## Directions
Your answer should be each line of the entries that contains the word "NodeAgentScheduler", copied in full.
====== Data for this exercise
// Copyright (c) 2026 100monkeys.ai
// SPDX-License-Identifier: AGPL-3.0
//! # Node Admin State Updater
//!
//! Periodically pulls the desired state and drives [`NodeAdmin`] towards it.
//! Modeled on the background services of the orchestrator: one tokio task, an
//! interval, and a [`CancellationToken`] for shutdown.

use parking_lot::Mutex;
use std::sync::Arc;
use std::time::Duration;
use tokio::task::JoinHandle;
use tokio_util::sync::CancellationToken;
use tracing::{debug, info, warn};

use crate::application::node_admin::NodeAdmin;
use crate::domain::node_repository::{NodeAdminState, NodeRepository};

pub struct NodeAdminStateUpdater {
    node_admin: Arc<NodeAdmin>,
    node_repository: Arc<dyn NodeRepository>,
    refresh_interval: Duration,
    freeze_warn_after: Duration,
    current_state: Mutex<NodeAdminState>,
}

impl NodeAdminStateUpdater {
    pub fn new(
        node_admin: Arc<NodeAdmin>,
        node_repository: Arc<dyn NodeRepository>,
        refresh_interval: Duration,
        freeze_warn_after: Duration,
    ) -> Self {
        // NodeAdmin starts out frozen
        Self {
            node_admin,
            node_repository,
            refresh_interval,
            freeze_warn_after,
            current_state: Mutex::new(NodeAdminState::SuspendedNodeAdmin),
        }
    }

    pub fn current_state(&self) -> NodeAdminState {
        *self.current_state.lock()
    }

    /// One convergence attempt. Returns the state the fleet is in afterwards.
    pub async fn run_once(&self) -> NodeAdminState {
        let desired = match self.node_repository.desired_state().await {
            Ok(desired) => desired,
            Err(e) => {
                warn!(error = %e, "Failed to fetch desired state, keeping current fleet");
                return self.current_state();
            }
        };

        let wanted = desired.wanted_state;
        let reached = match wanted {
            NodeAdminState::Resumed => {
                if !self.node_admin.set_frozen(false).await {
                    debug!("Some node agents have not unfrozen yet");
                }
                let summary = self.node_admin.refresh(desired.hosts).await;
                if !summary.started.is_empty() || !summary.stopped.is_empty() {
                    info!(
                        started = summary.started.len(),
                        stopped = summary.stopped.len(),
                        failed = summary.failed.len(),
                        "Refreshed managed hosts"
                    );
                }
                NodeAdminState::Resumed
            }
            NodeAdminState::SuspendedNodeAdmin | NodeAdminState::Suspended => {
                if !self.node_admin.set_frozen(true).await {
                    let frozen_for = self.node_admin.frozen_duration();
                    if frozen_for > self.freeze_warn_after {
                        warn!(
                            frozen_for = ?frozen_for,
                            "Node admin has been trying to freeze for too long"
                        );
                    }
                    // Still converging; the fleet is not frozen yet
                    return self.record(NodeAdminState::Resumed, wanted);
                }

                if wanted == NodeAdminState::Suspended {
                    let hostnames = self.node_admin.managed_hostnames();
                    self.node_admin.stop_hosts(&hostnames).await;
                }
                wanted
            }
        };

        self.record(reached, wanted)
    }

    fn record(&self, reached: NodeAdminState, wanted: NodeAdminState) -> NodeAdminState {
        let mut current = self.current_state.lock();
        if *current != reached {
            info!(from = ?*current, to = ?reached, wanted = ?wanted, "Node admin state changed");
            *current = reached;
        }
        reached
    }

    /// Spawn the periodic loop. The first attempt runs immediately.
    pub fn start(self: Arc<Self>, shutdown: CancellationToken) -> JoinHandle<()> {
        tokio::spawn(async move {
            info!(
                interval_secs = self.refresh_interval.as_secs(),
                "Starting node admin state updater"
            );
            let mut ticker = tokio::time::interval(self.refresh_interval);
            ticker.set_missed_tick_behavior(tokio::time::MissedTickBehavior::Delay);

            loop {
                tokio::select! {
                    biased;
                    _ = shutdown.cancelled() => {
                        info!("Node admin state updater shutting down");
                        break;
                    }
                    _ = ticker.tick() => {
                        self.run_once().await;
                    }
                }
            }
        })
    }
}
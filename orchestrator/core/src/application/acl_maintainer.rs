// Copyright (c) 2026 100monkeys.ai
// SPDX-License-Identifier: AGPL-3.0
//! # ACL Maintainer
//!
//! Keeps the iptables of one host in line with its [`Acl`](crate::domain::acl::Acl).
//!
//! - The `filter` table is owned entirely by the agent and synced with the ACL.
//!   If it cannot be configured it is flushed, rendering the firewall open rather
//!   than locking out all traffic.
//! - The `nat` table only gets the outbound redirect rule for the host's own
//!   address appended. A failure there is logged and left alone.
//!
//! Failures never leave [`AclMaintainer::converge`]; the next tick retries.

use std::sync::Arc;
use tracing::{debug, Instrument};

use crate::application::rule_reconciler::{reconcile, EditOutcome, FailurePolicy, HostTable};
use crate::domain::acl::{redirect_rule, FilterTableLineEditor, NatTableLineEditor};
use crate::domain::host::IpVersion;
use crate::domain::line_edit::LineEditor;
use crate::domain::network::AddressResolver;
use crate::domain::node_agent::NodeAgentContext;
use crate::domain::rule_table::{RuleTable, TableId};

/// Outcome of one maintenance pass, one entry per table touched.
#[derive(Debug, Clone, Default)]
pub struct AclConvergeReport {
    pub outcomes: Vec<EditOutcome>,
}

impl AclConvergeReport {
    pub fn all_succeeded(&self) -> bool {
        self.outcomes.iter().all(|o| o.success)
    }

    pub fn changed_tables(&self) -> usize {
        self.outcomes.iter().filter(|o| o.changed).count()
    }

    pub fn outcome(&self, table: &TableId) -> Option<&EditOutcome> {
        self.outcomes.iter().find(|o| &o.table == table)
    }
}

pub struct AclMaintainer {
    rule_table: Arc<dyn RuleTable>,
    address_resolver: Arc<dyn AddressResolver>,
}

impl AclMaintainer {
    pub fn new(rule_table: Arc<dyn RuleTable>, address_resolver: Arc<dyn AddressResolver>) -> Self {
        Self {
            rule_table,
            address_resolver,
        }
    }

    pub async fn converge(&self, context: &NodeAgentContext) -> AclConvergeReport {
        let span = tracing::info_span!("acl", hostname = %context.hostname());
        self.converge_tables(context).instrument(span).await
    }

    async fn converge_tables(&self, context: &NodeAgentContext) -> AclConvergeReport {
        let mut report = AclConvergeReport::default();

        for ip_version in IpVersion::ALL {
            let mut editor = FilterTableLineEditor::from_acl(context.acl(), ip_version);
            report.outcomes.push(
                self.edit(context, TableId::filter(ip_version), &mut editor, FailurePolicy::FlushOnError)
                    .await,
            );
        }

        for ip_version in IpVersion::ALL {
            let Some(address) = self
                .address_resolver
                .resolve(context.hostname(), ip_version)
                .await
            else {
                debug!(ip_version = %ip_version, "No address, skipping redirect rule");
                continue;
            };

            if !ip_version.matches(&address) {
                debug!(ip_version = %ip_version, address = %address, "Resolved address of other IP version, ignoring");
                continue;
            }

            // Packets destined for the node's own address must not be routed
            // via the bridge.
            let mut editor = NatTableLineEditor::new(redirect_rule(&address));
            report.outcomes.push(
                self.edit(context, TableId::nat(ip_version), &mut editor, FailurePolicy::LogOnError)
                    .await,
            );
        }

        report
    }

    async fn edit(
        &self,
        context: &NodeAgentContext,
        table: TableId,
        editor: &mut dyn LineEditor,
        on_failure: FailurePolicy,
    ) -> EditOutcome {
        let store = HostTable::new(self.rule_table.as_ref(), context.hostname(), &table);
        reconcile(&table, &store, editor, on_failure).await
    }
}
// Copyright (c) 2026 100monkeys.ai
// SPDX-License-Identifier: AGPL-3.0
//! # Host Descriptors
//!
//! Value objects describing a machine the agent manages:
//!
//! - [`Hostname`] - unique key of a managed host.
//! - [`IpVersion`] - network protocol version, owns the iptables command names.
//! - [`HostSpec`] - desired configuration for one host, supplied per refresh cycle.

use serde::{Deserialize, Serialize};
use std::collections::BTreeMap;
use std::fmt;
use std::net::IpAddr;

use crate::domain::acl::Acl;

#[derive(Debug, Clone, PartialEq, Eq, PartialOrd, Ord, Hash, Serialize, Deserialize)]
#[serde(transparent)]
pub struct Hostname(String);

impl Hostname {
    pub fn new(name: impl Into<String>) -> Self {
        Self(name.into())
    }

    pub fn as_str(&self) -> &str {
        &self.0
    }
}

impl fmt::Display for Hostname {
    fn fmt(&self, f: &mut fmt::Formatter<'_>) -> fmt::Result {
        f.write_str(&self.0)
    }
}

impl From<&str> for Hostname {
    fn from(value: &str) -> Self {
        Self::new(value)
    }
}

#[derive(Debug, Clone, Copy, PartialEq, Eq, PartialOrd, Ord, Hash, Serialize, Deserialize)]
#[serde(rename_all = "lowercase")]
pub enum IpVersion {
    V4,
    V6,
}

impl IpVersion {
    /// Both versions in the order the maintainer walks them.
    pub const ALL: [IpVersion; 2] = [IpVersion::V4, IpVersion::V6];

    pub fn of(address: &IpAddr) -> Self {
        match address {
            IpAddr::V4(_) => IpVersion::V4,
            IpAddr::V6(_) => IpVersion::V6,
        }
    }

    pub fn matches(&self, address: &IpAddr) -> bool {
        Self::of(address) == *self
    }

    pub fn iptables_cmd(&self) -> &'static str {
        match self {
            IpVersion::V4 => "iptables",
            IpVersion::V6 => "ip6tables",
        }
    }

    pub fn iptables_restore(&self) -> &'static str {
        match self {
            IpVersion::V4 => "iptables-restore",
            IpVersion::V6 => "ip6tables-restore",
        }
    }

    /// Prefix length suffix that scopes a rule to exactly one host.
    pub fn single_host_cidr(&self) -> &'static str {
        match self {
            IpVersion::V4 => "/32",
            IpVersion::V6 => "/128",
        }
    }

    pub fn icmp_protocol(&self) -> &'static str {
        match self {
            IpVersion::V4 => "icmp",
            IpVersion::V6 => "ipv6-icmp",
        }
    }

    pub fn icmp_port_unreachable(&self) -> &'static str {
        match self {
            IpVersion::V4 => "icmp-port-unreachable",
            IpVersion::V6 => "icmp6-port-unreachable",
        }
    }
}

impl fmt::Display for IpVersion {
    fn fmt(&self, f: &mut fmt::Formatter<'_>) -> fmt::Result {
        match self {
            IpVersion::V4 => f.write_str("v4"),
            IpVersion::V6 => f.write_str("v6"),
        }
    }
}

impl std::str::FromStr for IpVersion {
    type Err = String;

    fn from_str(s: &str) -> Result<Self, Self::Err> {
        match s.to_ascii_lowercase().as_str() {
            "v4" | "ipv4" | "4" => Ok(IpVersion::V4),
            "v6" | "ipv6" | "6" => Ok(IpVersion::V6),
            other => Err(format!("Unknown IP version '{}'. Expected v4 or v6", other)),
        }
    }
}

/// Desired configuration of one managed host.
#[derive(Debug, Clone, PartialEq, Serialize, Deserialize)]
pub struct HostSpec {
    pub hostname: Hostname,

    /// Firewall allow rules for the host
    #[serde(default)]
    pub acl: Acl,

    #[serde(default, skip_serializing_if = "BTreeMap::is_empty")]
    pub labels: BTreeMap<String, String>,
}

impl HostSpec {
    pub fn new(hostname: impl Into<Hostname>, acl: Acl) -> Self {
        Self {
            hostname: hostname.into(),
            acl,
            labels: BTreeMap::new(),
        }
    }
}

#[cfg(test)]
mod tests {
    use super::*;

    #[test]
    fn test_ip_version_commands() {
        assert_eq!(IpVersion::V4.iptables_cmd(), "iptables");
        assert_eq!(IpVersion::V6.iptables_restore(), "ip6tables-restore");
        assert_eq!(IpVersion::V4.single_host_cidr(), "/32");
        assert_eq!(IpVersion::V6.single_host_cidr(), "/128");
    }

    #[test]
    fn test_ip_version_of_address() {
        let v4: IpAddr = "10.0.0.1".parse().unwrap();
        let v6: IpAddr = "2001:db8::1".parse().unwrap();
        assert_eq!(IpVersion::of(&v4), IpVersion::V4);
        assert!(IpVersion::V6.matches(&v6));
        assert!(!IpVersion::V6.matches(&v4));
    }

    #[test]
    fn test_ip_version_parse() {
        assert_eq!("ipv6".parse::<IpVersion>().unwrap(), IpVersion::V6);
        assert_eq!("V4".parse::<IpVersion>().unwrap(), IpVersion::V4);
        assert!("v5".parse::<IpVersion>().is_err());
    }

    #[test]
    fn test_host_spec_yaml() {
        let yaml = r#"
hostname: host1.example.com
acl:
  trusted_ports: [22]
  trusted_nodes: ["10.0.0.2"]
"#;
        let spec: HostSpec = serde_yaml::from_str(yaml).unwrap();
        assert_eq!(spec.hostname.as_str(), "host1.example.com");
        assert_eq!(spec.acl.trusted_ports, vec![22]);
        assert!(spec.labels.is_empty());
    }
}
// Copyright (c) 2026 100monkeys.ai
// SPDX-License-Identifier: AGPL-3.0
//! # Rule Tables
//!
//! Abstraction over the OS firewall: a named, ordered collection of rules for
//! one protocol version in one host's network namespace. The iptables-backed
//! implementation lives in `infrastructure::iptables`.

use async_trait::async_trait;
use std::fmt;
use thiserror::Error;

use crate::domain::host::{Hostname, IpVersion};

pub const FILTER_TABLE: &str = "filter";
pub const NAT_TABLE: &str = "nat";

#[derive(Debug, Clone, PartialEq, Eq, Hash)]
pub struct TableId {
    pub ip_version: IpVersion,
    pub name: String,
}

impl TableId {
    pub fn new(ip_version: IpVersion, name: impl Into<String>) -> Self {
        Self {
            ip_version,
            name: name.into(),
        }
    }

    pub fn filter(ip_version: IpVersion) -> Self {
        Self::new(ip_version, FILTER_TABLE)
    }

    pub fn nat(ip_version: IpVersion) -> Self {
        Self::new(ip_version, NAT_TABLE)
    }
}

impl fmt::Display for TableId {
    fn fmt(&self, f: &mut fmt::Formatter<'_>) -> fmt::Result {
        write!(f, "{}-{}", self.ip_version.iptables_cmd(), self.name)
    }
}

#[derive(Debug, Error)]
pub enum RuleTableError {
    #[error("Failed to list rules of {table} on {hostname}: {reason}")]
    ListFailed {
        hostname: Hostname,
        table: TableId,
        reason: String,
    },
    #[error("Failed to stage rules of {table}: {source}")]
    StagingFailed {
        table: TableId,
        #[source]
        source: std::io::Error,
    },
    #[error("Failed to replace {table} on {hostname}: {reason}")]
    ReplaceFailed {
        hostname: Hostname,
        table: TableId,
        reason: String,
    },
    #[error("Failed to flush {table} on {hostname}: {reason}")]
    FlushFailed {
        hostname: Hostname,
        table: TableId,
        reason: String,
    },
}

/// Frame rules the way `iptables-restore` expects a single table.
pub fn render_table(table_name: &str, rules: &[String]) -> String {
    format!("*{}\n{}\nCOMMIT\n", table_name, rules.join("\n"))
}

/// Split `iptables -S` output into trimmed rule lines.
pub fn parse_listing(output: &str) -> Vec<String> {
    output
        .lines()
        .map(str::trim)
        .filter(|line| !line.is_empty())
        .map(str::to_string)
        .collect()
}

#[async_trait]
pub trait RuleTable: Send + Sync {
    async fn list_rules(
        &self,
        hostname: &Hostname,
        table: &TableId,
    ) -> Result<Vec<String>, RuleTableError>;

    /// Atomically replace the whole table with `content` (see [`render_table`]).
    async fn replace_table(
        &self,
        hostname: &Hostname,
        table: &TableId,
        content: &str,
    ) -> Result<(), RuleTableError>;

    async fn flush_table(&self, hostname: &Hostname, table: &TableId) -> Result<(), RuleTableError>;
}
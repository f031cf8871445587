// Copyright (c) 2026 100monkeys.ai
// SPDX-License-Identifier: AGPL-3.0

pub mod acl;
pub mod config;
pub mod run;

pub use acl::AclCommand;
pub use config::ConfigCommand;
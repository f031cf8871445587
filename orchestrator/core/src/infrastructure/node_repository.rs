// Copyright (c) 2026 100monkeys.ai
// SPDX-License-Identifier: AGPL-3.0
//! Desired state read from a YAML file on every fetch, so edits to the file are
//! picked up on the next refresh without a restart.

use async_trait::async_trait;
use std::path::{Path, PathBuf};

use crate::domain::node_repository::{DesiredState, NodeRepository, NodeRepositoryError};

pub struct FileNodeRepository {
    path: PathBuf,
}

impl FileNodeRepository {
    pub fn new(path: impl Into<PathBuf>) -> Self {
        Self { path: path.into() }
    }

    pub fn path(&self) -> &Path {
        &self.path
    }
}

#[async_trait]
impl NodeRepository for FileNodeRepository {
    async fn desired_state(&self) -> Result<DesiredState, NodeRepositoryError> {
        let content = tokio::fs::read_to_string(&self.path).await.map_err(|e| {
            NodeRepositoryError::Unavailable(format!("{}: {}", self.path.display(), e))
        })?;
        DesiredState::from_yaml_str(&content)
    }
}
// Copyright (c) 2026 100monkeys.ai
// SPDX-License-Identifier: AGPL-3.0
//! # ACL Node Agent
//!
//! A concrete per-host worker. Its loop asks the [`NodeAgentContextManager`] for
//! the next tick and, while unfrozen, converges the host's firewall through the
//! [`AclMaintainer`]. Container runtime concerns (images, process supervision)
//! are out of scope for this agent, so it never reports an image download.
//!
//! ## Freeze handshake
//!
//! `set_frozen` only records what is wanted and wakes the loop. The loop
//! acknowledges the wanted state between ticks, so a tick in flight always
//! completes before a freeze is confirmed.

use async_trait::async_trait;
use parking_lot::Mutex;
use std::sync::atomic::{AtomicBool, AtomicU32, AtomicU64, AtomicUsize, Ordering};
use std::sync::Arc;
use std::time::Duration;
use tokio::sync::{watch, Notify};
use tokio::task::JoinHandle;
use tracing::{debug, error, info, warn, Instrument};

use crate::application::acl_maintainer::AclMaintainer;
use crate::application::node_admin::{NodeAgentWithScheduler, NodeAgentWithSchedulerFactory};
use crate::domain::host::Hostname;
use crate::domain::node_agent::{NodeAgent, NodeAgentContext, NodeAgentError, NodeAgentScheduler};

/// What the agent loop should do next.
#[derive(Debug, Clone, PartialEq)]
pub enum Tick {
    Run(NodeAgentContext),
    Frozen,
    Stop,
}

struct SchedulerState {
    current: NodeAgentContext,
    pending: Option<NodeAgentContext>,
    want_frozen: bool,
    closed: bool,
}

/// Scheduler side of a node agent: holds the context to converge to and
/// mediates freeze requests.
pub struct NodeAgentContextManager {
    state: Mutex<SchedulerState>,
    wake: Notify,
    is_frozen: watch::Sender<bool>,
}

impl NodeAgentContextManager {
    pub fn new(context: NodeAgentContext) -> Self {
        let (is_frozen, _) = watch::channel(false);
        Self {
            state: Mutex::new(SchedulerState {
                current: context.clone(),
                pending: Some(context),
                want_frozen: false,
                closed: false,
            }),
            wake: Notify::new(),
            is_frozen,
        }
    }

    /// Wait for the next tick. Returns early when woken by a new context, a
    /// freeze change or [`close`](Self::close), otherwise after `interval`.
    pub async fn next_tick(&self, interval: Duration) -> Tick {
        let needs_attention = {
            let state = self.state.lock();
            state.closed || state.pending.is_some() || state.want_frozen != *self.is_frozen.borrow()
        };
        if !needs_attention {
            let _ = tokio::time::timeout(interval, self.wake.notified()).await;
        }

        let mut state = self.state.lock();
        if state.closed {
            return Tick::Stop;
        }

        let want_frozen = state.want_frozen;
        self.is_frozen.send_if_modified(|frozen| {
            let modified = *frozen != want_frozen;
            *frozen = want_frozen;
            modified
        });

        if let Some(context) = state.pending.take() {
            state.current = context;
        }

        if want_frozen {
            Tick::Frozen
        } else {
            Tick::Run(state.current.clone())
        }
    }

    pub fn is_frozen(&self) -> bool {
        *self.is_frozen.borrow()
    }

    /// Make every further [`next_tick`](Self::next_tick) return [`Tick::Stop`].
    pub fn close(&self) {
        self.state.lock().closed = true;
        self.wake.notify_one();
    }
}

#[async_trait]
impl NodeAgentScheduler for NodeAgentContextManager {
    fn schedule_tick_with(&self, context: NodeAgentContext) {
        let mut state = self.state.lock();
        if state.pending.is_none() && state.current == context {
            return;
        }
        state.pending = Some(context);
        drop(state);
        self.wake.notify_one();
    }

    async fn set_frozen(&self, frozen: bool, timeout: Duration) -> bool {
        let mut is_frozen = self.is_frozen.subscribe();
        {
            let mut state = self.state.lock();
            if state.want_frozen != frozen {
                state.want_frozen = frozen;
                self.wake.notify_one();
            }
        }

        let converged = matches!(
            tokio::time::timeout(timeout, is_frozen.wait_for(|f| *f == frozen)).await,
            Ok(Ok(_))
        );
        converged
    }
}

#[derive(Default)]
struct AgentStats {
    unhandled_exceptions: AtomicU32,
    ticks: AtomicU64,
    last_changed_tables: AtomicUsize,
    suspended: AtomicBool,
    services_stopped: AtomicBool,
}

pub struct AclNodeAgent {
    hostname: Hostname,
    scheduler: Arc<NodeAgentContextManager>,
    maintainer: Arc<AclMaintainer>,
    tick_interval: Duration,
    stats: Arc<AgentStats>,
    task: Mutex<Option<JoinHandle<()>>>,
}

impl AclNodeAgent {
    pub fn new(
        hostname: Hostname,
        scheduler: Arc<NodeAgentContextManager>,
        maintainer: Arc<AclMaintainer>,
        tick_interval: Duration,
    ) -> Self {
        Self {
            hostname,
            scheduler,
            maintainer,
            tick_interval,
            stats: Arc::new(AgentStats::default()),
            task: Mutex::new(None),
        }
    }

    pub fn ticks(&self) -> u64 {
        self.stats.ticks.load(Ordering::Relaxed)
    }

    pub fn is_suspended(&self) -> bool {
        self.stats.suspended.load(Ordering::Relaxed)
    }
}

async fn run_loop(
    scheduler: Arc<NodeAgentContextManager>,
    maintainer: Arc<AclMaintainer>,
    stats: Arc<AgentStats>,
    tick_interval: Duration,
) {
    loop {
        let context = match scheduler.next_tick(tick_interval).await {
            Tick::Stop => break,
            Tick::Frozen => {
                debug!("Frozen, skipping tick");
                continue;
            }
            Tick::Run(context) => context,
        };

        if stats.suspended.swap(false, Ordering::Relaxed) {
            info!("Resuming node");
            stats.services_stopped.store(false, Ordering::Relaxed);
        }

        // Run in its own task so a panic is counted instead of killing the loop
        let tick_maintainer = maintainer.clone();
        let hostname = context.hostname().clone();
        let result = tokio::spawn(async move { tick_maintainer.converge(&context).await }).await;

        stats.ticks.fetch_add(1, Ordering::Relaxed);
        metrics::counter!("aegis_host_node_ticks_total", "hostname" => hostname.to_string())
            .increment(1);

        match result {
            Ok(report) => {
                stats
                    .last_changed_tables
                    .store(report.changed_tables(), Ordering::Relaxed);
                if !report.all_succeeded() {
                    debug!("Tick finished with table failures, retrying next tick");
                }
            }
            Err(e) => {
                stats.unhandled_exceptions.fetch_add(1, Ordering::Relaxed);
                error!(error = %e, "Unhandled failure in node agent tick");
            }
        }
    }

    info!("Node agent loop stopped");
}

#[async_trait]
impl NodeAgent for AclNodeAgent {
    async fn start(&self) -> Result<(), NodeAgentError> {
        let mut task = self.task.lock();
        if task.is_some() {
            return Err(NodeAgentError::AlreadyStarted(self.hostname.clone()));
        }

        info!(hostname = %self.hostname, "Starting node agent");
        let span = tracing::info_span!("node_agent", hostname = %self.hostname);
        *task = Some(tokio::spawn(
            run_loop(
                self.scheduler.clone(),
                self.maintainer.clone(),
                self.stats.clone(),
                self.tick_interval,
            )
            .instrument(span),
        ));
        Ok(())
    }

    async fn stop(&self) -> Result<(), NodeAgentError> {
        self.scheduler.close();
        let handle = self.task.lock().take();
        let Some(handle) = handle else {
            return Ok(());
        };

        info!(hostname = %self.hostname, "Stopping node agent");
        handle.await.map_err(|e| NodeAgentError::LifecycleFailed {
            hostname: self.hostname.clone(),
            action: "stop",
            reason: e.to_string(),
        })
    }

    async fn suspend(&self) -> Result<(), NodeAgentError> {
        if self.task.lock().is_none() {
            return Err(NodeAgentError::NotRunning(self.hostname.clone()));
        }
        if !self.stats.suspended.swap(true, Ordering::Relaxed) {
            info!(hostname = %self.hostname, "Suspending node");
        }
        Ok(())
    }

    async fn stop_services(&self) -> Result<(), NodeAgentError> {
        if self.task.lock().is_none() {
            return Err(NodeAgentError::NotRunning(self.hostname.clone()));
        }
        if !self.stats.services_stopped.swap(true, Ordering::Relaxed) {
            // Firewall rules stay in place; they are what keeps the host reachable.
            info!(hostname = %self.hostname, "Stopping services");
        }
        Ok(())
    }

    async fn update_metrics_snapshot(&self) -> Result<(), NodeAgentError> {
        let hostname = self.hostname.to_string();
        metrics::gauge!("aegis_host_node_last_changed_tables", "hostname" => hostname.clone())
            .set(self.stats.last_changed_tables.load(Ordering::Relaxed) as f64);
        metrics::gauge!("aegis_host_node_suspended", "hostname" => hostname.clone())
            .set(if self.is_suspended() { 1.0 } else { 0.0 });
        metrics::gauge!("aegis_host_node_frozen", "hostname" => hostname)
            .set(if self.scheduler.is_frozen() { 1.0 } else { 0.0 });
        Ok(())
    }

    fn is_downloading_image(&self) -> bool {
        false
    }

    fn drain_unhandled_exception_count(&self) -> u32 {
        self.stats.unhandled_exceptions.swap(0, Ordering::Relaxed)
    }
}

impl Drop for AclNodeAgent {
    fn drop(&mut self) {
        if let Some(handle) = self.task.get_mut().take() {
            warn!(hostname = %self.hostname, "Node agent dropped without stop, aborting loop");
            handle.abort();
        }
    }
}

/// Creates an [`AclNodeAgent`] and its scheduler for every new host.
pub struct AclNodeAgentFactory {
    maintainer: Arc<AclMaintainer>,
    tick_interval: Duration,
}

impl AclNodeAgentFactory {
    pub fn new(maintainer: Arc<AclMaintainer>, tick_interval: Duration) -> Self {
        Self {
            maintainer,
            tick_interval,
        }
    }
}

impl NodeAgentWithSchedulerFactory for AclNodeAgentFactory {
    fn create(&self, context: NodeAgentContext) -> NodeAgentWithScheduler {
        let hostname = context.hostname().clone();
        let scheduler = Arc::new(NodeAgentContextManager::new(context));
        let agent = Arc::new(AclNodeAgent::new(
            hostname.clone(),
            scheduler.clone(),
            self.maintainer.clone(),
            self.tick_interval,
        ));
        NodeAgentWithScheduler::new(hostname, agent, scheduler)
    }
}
============
## Task result
use crate::domain::node_agent::{NodeAgent, NodeAgentContext, NodeAgentError, NodeAgentScheduler};
impl NodeAgentScheduler for NodeAgentContextManager {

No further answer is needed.